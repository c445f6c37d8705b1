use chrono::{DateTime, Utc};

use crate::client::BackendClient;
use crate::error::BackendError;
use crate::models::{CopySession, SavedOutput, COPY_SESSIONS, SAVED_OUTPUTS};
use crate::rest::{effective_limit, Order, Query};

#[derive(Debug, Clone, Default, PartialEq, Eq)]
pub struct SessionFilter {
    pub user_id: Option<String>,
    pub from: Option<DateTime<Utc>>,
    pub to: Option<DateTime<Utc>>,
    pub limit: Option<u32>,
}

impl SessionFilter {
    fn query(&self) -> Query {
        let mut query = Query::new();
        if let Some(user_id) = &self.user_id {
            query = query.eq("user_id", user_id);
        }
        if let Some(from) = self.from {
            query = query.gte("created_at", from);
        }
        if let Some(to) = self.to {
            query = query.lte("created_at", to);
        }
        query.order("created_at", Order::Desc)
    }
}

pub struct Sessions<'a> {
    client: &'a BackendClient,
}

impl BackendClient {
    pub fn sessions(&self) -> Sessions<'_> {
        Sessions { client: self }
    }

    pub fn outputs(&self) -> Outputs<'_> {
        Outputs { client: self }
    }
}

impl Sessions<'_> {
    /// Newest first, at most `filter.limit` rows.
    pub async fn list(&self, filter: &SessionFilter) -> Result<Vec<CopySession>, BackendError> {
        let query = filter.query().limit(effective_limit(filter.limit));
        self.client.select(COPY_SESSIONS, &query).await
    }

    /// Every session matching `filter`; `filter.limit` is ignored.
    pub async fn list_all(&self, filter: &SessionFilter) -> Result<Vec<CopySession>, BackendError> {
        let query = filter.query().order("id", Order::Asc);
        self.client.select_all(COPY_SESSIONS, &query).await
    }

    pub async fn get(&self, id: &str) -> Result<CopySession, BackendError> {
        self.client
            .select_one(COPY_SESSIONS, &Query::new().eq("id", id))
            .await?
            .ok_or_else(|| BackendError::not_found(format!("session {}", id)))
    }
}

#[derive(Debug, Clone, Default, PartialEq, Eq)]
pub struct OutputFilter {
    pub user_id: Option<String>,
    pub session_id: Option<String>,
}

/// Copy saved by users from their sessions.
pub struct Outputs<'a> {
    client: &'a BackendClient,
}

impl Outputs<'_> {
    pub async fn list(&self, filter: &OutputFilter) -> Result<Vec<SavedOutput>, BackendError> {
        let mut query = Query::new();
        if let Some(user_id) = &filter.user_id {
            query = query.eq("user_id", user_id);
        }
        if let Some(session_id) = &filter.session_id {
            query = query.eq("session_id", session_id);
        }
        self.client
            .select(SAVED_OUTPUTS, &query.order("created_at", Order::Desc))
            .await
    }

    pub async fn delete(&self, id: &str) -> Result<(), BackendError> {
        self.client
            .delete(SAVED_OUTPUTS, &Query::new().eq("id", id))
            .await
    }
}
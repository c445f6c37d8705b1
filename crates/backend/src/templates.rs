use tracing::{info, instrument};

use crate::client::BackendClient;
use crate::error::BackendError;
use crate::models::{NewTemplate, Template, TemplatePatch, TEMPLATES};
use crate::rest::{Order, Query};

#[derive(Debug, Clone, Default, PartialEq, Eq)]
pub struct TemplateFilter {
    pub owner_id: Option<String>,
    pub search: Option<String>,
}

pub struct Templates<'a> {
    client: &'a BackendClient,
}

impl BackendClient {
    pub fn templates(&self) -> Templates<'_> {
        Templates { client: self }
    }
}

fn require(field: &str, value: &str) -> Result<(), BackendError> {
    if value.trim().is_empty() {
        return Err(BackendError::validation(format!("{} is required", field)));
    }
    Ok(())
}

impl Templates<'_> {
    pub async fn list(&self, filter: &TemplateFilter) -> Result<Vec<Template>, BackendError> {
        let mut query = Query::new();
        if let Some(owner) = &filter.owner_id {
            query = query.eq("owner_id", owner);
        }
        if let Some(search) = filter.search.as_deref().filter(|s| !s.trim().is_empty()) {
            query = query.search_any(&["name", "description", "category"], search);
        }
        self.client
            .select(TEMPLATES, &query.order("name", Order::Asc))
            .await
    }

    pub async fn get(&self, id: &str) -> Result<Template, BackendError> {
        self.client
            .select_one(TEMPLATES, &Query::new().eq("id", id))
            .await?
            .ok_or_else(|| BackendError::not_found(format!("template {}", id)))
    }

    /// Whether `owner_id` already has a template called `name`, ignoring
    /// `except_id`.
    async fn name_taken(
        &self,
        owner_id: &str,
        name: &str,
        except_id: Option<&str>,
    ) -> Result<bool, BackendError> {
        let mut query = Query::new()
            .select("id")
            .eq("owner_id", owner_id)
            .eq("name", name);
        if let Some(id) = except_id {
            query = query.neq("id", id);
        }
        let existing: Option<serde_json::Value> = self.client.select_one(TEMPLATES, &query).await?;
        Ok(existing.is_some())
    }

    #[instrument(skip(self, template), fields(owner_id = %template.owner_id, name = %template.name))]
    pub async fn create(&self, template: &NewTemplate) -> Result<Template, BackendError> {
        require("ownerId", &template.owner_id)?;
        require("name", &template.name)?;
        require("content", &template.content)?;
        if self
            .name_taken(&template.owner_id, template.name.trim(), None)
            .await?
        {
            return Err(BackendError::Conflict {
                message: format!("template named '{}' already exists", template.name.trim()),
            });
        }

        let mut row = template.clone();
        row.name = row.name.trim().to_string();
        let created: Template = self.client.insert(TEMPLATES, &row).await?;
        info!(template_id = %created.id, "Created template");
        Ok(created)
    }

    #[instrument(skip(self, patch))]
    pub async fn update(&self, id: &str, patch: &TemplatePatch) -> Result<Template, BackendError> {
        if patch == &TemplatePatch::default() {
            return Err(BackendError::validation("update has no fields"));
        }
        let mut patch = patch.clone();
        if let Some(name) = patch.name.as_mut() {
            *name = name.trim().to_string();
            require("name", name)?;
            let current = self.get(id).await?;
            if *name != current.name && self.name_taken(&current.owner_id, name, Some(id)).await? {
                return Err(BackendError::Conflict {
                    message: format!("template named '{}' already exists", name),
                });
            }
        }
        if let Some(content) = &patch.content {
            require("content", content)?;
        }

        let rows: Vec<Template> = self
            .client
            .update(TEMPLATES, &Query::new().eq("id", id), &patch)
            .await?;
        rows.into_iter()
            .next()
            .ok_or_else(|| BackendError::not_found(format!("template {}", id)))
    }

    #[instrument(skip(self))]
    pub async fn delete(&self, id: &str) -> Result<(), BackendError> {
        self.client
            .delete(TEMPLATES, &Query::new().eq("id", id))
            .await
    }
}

## PROBLEM TO WORK ON
Only the lines from the first line of the records through the line with "fn query(&self) ->" should be reproduced, exactly and with nothing added.

## TASK OUTPUT
repository c445f6c37d8705b1
use chrono::{DateTime, Utc};

use crate::client::BackendClient;
use crate::error::BackendError;
use crate::models::{CopySession, SavedOutput, COPY_SESSIONS, SAVED_OUTPUTS};
use crate::rest::{effective_limit, Order, Query};

#[derive(Debug, Clone, Default, PartialEq, Eq)]
pub struct SessionFilter {
    pub user_id: Option<String>,
    pub from: Option<DateTime<Utc>>,
    pub to: Option<DateTime<Utc>>,
    pub limit: Option<u32>,
}

impl SessionFilter {
    fn query(&self) -> Query {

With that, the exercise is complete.